Some experience, strength, and hope I've found in moments of the Big Sad:
Be ever so gentle and graceful with yourself
Let others hug you or ask for hugs if you need one
Ask for space if you need space, but stay open for comfort along the way
find a way to express your feelings
             -start an art journal (we'll dedicate a whole Monday to the therapy of art in everyday life)
             -listen to your favorite music with earphones laying on a blanket in the back yard or comfy 
              couch
             -write, write, write, free~flowing words of any and all kinds, without censorship, just write
             -do what feeds your soul, with permission to turn off your phone for a day or break from the
              computer screen
             -play on the floor with your kids or tape paper all over your floor and get out markers and  
              crayons and just freaking go for it- draw pictures or write words or color...
There are many other ways, many other ways that i would LOVE to hear-from your own stories when the Big Sad knocked on your door and you let it in or tried to keep it out or whatever your response was or is.  
We'll revisit this moment and how to not just deal, but live in and out of the moment of depression or sadness, knowing that even at the lowest, there's hope, there's a way to feel without getting utterly consumed.  There's a way to get help if the feeling won't go away.  There's a way to laugh even in the middle of the pain.  There's hope for rest and release even in a fast-forward culture that swarms around us.  
We can find places of rest, expression, hope, peace no matter what's going on around us.  

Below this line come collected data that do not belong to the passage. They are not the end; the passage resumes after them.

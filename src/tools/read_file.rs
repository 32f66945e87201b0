use anyhow::{anyhow, Result};
use serde_json::{json, Value};
use std::fs;
use std::path::{Path, PathBuf};

use super::{ArgumentBag, Capability};
use crate::definitions::normalize;

pub struct ReadFileTool {
    sandbox_root: PathBuf,
}

impl ReadFileTool {
    pub fn new(sandbox_root: PathBuf) -> Self {
        Self {
            sandbox_root: normalize(&sandbox_root),
        }
    }

    fn validate_path(&self, path: &str) -> Result<PathBuf> {
        sandboxed_path(&self.sandbox_root, path)
    }
}

/// Resolve `path` under `sandbox_root`, rejecting anything that escapes it.
pub(crate) fn sandboxed_path(sandbox_root: &Path, path: &str) -> Result<PathBuf> {
    let full_path = if path.starts_with('/') {
        PathBuf::from(path)
    } else {
        sandbox_root.join(path)
    };
    let full_path = normalize(&full_path);

    if !full_path.starts_with(sandbox_root) {
        return Err(anyhow!("Path escapes sandbox: {}", path));
    }

    Ok(full_path)
}

impl Capability for ReadFileTool {
    fn name(&self) -> &str {
        "read_file"
    }

    fn description(&self) -> &str {
        "Read contents of a file within the sandbox. Path must be relative to sandbox root or absolute within sandbox."
    }

    fn execute(&self, args: &ArgumentBag) -> Result<Value> {
        let path = args.require_str("path", 0)?;
        let validated_path = self.validate_path(path)?;

        let content = fs::read_to_string(&validated_path)
            .map_err(|e| anyhow!("Failed to read {}: {}", validated_path.display(), e))?;
        let size = content.len();

        Ok(json!({
            "status": "success",
            "path": path,
            "content": content,
            "size": size,
        }))
    }
}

Know that you are not alone, and if you are watching someone you know or love fighting (possibly losing) the battle against the Big Sad, 
be gentle with them, be patient, be simple with your approach in relating to them.  Hug or sit in silence or take coffee or a meal.  Lower your expectations of them and also you- you can't rescue someone, but you can love and pray, you can live your own life well and care for them by not getting engulfed by the Big Sad, take care of yourself, and don't deny or despise the Big Sad either.  Remember it's part of life, being human, each having our own response and language of how we feel sadness (and all the other feelings too).  
Be gentle to yourself and others today.  Who knows what we or someone else is dealing with today.  But we do know that a smile, a hug, a kindness can go a long way.  These things certainly have in my life. 
As does giving these things away.  
"Reduce the Big Sad.  Reuse Kindness. Recycle Hope."